WHAT NEEDS TO BE DONE :: Within the entries that follow, show each line where the word "StatusConfig" occurs.

RECORDED INFORMATION ::

= = = = =

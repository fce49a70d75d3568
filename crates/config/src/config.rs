//! Core configuration structures and loading logic

use serde::{Deserialize, Serialize};
use std::env;
use std::fs;
use std::path::{Path, PathBuf};

/// Error type for configuration operations
#[derive(Debug)]
pub enum ConfigError {
    /// IO error reading config file
    Io(std::io::Error),
    /// TOML parsing error
    Parse(toml::de::Error),
}

impl std::fmt::Display for ConfigError {
    fn fmt(&self, f: &mut std::fmt::Formatter<'_>) -> std::fmt::Result {
        match self {
            ConfigError::Io(e) => write!(f, "Failed to read config file: {}", e),
            ConfigError::Parse(e) => write!(f, "Failed to parse config: {}", e),
        }
    }
}

impl std::error::Error for ConfigError {}

impl From<std::io::Error> for ConfigError {
    fn from(e: std::io::Error) -> Self {
        ConfigError::Io(e)
    }
}

impl From<toml::de::Error> for ConfigError {
    fn from(e: toml::de::Error) -> Self {
        ConfigError::Parse(e)
    }
}

/// Settings for the ffmpeg capture subprocess
#[derive(Debug, Clone, Serialize, Deserialize, PartialEq)]
pub struct CaptureConfig {
    /// Path or name of the ffmpeg binary
    #[serde(default = "default_ffmpeg_path")]
    pub ffmpeg_path: String,
    /// A capture that exits before this many seconds is a failure
    #[serde(default = "default_min_viable_secs")]
    pub min_viable_secs: u64,
    /// Upper bound on ffmpeg's delay between reconnect attempts
    #[serde(default = "default_reconnect_delay_max_secs")]
    pub reconnect_delay_max_secs: u64,
    /// How long a stopped capture may take to exit after SIGTERM
    #[serde(default = "default_stop_grace_ms")]
    pub stop_grace_ms: u64,
    /// Container extension for segments and the final file
    #[serde(default = "default_container_extension")]
    pub container_extension: String,
}

fn default_ffmpeg_path() -> String {
    "ffmpeg".to_string()
}

fn default_min_viable_secs() -> u64 {
    5
}

fn default_reconnect_delay_max_secs() -> u64 {
    5
}

fn default_stop_grace_ms() -> u64 {
    2000
}

fn default_container_extension() -> String {
    "ts".to_string()
}

impl Default for CaptureConfig {
    fn default() -> Self {
        Self {
            ffmpeg_path: default_ffmpeg_path(),
            min_viable_secs: default_min_viable_secs(),
            reconnect_delay_max_secs: default_reconnect_delay_max_secs(),
            stop_grace_ms: default_stop_grace_ms(),
            container_extension: default_container_extension(),
        }
    }
}

/// Availability probing cadence and timeouts
#[derive(Debug, Clone, Serialize, Deserialize, PartialEq)]
pub struct ProbeConfig {
    /// Path or name of the ffprobe binary
    #[serde(default = "default_ffprobe_path")]
    pub ffprobe_path: String,
    /// Per-probe timeout
    #[serde(default = "default_probe_timeout_ms")]
    pub timeout_ms: u64,
    /// Interval of the fast (HEAD) polling loop
    #[serde(default = "default_fast_interval_ms")]
    pub fast_interval_ms: u64,
    /// Delay before the deep probe is resubmitted after it completes
    #[serde(default = "default_deep_rearm_ms")]
    pub deep_rearm_ms: u64,
}

fn default_ffprobe_path() -> String {
    "ffprobe".to_string()
}

fn default_probe_timeout_ms() -> u64 {
    3000
}

fn default_fast_interval_ms() -> u64 {
    2000
}

fn default_deep_rearm_ms() -> u64 {
    1000
}

impl Default for ProbeConfig {
    fn default() -> Self {
        Self {
            ffprobe_path: default_ffprobe_path(),
            timeout_ms: default_probe_timeout_ms(),
            fast_interval_ms: default_fast_interval_ms(),
            deep_rearm_ms: default_deep_rearm_ms(),
        }
    }
}

/// Where segments and final recordings are written
#[derive(Debug, Clone, Serialize, Deserialize, PartialEq)]
pub struct OutputConfig {
    /// Directory receiving the final merged recording
    #[serde(default = "default_output_directory")]
    pub directory: PathBuf,
    /// Directory for transient segment and manifest files
    #[serde(default)]
    pub work_dir: Option<PathBuf>,
}

fn default_output_directory() -> PathBuf {
    PathBuf::from("recordings")
}

impl Default for OutputConfig {
    fn default() -> Self {
        Self {
            directory: default_output_directory(),
            work_dir: None,
        }
    }
}

impl OutputConfig {
    /// Working directory, falling back to `<directory>/.segments`
    pub fn resolved_work_dir(&self) -> PathBuf {
        self.work_dir
            .clone()
            .unwrap_or_else(|| self.directory.join(".segments"))
    }
}

/// Status HTTP endpoint settings
#[derive(Debug, Clone, Serialize, Deserialize, PartialEq)]
pub struct StatusConfig {
    #[serde(default = "default_status_enabled")]
    pub enabled: bool,
    #[serde(default = "default_status_bind_addr")]
    pub bind_addr: String,
}

fn default_status_enabled() -> bool {
    true
}

fn default_status_bind_addr() -> String {
    "127.0.0.1:7879".to_string()
}

impl Default for StatusConfig {
    fn default() -> Self {
        Self {
            enabled: default_status_enabled(),
            bind_addr: default_status_bind_addr(),
        }
    }
}

/// Main configuration structure
#[derive(Debug, Clone, Serialize, Deserialize, Default, PartialEq)]
pub struct Config {
    #[serde(default)]
    pub capture: CaptureConfig,
    #[serde(default)]
    pub probe: ProbeConfig,
    #[serde(default)]
    pub output: OutputConfig,
    #[serde(default)]
    pub status: StatusConfig,
}

impl Config {
    /// Load configuration from a TOML file
    ///
    /// Parses the config.toml file and handles missing optional fields with defaults.
    pub fn load_from_file<P: AsRef<Path>>(path: P) -> Result<Self, ConfigError> {
        let content = fs::read_to_string(path)?;
        Self::parse_toml(&content)
    }

    /// Parse configuration from a TOML string
    pub fn parse_toml(content: &str) -> Result<Self, ConfigError> {
        let config: Config = toml::from_str(content)?;
        Ok(config)
    }

    /// Apply environment variable overrides to the configuration
    ///
    /// Overrides the following values if environment variables are set:
    /// - RECORDER_FFMPEG_PATH -> capture.ffmpeg_path
    /// - RECORDER_MIN_VIABLE_SECS -> capture.min_viable_secs
    /// - RECORDER_FFPROBE_PATH -> probe.ffprobe_path
    /// - RECORDER_PROBE_TIMEOUT_MS -> probe.timeout_ms
    /// - RECORDER_OUTPUT_DIR -> output.directory
    /// - RECORDER_STATUS_ENABLED -> status.enabled
    /// - RECORDER_STATUS_ADDR -> status.bind_addr
    pub fn apply_env_overrides(&mut self) {
        if let Ok(val) = env::var("RECORDER_FFMPEG_PATH") {
            if !val.is_empty() {
                self.capture.ffmpeg_path = val;
            }
        }

        if let Ok(val) = env::var("RECORDER_MIN_VIABLE_SECS") {
            if let Ok(secs) = val.parse::<u64>() {
                self.capture.min_viable_secs = secs;
            }
        }

        if let Ok(val) = env::var("RECORDER_FFPROBE_PATH") {
            if !val.is_empty() {
                self.probe.ffprobe_path = val;
            }
        }

        if let Ok(val) = env::var("RECORDER_PROBE_TIMEOUT_MS") {
            if let Ok(ms) = val.parse::<u64>() {
                self.probe.timeout_ms = ms;
            }
        }

        if let Ok(val) = env::var("RECORDER_OUTPUT_DIR") {
            if !val.is_empty() {
                self.output.directory = PathBuf::from(val);
            }
        }

        if let Ok(val) = env::var("RECORDER_STATUS_ENABLED") {
            // Accept "true", "1", "yes" as true; "false", "0", "no" as false
            match val.to_lowercase().as_str() {
                "true" | "1" | "yes" => self.status.enabled = true,
                "false" | "0" | "no" => self.status.enabled = false,
                _ => {} // Invalid value, keep existing
            }
        }

        if let Ok(val) = env::var("RECORDER_STATUS_ADDR") {
            if !val.is_empty() {
                self.status.bind_addr = val;
            }
        }
    }

    /// Load configuration from file and apply environment overrides
    pub fn load<P: AsRef<Path>>(path: P) -> Result<Self, ConfigError> {
        let mut config = Self::load_from_file(path)?;
        config.apply_env_overrides();
        Ok(config)
    }

    /// Like [`Config::load`], but a missing file yields defaults
    pub fn load_or_default<P: AsRef<Path>>(path: P) -> Result<Self, ConfigError> {
        if !path.as_ref().exists() {
            let mut config = Self::default();
            config.apply_env_overrides();
            return Ok(config);
        }
        Self::load(path)
    }
}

= = = = =

SOLUTION FOR THIS PROBLEM ::
pub struct StatusConfig {
impl Default for StatusConfig {
    pub status: StatusConfig,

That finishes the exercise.